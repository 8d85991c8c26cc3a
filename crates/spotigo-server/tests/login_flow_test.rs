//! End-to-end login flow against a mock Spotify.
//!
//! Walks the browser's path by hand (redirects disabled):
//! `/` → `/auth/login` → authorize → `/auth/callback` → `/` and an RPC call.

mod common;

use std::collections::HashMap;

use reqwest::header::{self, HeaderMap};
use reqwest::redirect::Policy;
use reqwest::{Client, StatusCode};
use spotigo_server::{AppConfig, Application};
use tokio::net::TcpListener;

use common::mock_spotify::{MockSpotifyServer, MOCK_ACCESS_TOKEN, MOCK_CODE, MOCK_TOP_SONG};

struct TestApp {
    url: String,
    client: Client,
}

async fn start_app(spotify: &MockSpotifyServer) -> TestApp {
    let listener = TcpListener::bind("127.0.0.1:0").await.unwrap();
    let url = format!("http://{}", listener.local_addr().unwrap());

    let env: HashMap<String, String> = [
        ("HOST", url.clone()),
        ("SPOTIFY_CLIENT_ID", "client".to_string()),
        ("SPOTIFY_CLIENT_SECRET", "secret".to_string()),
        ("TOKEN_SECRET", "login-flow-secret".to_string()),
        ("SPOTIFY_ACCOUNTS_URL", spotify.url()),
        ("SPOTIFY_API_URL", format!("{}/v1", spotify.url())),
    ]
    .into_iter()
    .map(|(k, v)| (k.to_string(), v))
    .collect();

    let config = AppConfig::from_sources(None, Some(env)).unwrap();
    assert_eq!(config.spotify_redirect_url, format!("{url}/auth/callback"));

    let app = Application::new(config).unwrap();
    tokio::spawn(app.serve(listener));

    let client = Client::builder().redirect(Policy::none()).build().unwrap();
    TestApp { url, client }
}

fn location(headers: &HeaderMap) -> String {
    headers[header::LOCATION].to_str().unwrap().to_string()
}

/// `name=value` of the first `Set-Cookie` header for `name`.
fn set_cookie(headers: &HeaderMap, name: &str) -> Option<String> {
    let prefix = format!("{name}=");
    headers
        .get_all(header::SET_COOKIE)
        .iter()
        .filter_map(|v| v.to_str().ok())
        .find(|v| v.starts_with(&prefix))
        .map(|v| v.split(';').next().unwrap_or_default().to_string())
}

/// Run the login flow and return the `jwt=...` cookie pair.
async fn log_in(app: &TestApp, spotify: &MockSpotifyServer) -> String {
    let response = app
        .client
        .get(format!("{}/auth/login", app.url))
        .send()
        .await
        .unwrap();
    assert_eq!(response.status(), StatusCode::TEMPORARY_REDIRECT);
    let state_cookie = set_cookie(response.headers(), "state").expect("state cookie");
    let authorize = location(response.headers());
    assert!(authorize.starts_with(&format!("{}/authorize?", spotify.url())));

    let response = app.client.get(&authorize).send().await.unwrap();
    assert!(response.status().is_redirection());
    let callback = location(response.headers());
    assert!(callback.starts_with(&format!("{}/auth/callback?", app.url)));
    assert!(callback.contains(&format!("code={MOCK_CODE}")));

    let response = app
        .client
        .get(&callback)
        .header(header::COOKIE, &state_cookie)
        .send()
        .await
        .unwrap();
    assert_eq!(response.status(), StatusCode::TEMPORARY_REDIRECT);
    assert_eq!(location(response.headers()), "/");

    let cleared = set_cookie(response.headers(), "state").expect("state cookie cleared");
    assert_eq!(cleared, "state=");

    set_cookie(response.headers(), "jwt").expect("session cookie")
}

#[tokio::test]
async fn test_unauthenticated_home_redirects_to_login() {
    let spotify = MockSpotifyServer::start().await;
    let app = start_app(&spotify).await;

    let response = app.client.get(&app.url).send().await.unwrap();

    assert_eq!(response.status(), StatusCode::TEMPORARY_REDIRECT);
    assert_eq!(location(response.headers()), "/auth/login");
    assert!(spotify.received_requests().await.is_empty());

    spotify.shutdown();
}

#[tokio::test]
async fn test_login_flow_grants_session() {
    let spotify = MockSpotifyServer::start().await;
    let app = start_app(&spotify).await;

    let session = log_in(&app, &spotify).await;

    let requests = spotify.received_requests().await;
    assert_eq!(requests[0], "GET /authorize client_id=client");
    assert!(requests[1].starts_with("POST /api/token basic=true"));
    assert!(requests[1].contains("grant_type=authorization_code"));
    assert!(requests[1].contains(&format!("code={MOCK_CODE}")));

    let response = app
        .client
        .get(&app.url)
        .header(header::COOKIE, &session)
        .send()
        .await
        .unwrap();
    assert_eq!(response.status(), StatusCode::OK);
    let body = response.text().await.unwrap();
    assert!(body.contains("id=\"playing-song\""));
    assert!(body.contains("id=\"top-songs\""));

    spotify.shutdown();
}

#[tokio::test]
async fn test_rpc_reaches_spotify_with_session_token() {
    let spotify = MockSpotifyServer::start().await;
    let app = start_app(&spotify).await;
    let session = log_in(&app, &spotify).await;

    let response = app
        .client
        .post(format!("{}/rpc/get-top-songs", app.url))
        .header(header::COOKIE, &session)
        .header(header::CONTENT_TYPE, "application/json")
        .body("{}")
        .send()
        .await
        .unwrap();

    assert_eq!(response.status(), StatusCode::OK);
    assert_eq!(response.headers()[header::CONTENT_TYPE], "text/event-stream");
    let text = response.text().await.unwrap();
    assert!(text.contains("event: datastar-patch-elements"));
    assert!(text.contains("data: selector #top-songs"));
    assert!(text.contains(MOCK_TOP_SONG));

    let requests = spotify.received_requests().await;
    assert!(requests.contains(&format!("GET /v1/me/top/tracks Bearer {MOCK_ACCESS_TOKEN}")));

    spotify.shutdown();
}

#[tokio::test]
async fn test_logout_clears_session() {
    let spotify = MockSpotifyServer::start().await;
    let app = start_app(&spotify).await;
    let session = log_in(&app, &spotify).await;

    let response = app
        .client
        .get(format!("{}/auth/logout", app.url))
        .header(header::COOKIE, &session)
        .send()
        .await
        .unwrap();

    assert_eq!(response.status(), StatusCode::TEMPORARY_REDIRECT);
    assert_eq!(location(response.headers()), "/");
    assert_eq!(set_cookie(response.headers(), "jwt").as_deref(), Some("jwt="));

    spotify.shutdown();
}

::::::::

**Task requirements**
This exercise calls for every record above to be written out again exactly.

**Solution to the problem**
repository 8d85991c8c26cc3a
filename crates/spotigo-server/tests/login_flow_test.rs
//! End-to-end login flow against a mock Spotify.
//!
//! Walks the browser's path by hand (redirects disabled):
//! `/` → `/auth/login` → authorize → `/auth/callback` → `/` and an RPC call.

mod common;

use std::collections::HashMap;

use reqwest::header::{self, HeaderMap};
use reqwest::redirect::Policy;
use reqwest::{Client, StatusCode};
use spotigo_server::{AppConfig, Application};
use tokio::net::TcpListener;

use common::mock_spotify::{MockSpotifyServer, MOCK_ACCESS_TOKEN, MOCK_CODE, MOCK_TOP_SONG};

struct TestApp {
    url: String,
    client: Client,
}

async fn start_app(spotify: &MockSpotifyServer) -> TestApp {
    let listener = TcpListener::bind("127.0.0.1:0").await.unwrap();
    let url = format!("http://{}", listener.local_addr().unwrap());

    let env: HashMap<String, String> = [
        ("HOST", url.clone()),
        ("SPOTIFY_CLIENT_ID", "client".to_string()),
        ("SPOTIFY_CLIENT_SECRET", "secret".to_string()),
        ("TOKEN_SECRET", "login-flow-secret".to_string()),
        ("SPOTIFY_ACCOUNTS_URL", spotify.url()),
        ("SPOTIFY_API_URL", format!("{}/v1", spotify.url())),
    ]
    .into_iter()
    .map(|(k, v)| (k.to_string(), v))
    .collect();

    let config = AppConfig::from_sources(None, Some(env)).unwrap();
    assert_eq!(config.spotify_redirect_url, format!("{url}/auth/callback"));

    let app = Application::new(config).unwrap();
    tokio::spawn(app.serve(listener));

    let client = Client::builder().redirect(Policy::none()).build().unwrap();
    TestApp { url, client }
}

fn location(headers: &HeaderMap) -> String {
    headers[header::LOCATION].to_str().unwrap().to_string()
}

/// `name=value` of the first `Set-Cookie` header for `name`.
fn set_cookie(headers: &HeaderMap, name: &str) -> Option<String> {
    let prefix = format!("{name}=");
    headers
        .get_all(header::SET_COOKIE)
        .iter()
        .filter_map(|v| v.to_str().ok())
        .find(|v| v.starts_with(&prefix))
        .map(|v| v.split(';').next().unwrap_or_default().to_string())
}

/// Run the login flow and return the `jwt=...` cookie pair.
async fn log_in(app: &TestApp, spotify: &MockSpotifyServer) -> String {
    let response = app
        .client
        .get(format!("{}/auth/login", app.url))
        .send()
        .await
        .unwrap();
    assert_eq!(response.status(), StatusCode::TEMPORARY_REDIRECT);
    let state_cookie = set_cookie(response.headers(), "state").expect("state cookie");
    let authorize = location(response.headers());
    assert!(authorize.starts_with(&format!("{}/authorize?", spotify.url())));

    let response = app.client.get(&authorize).send().await.unwrap();
    assert!(response.status().is_redirection());
    let callback = location(response.headers());
    assert!(callback.starts_with(&format!("{}/auth/callback?", app.url)));
    assert!(callback.contains(&format!("code={MOCK_CODE}")));

    let response = app
        .client
        .get(&callback)
        .header(header::COOKIE, &state_cookie)
        .send()
        .await
        .unwrap();
    assert_eq!(response.status(), StatusCode::TEMPORARY_REDIRECT);
    assert_eq!(location(response.headers()), "/");

    let cleared = set_cookie(response.headers(), "state").expect("state cookie cleared");
    assert_eq!(cleared, "state=");

    set_cookie(response.headers(), "jwt").expect("session cookie")
}

#[tokio::test]
async fn test_unauthenticated_home_redirects_to_login() {
    let spotify = MockSpotifyServer::start().await;
    let app = start_app(&spotify).await;

    let response = app.client.get(&app.url).send().await.unwrap();

    assert_eq!(response.status(), StatusCode::TEMPORARY_REDIRECT);
    assert_eq!(location(response.headers()), "/auth/login");
    assert!(spotify.received_requests().await.is_empty());

    spotify.shutdown();
}

#[tokio::test]
async fn test_login_flow_grants_session() {
    let spotify = MockSpotifyServer::start().await;
    let app = start_app(&spotify).await;

    let session = log_in(&app, &spotify).await;

    let requests = spotify.received_requests().await;
    assert_eq!(requests[0], "GET /authorize client_id=client");
    assert!(requests[1].starts_with("POST /api/token basic=true"));
    assert!(requests[1].contains("grant_type=authorization_code"));
    assert!(requests[1].contains(&format!("code={MOCK_CODE}")));

    let response = app
        .client
        .get(&app.url)
        .header(header::COOKIE, &session)
        .send()
        .await
        .unwrap();
    assert_eq!(response.status(), StatusCode::OK);
    let body = response.text().await.unwrap();
    assert!(body.contains("id=\"playing-song\""));
    assert!(body.contains("id=\"top-songs\""));

    spotify.shutdown();
}

#[tokio::test]
async fn test_rpc_reaches_spotify_with_session_token() {
    let spotify = MockSpotifyServer::start().await;
    let app = start_app(&spotify).await;
    let session = log_in(&app, &spotify).await;

    let response = app
        .client
        .post(format!("{}/rpc/get-top-songs", app.url))
        .header(header::COOKIE, &session)
        .header(header::CONTENT_TYPE, "application/json")
        .body("{}")
        .send()
        .await
        .unwrap();

    assert_eq!(response.status(), StatusCode::OK);
    assert_eq!(response.headers()[header::CONTENT_TYPE], "text/event-stream");
    let text = response.text().await.unwrap();
    assert!(text.contains("event: datastar-patch-elements"));
    assert!(text.contains("data: selector #top-songs"));
    assert!(text.contains(MOCK_TOP_SONG));

    let requests = spotify.received_requests().await;
    assert!(requests.contains(&format!("GET /v1/me/top/tracks Bearer {MOCK_ACCESS_TOKEN}")));

    spotify.shutdown();
}

#[tokio::test]
async fn test_logout_clears_session() {
    let spotify = MockSpotifyServer::start().await;
    let app = start_app(&spotify).await;
    let session = log_in(&app, &spotify).await;

    let response = app
        .client
        .get(format!("{}/auth/logout", app.url))
        .header(header::COOKIE, &session)
        .send()
        .await
        .unwrap();

    assert_eq!(response.status(), StatusCode::TEMPORARY_REDIRECT);
    assert_eq!(location(response.headers()), "/");
    assert_eq!(set_cookie(response.headers(), "jwt").as_deref(), Some("jwt="));

    spotify.shutdown();
}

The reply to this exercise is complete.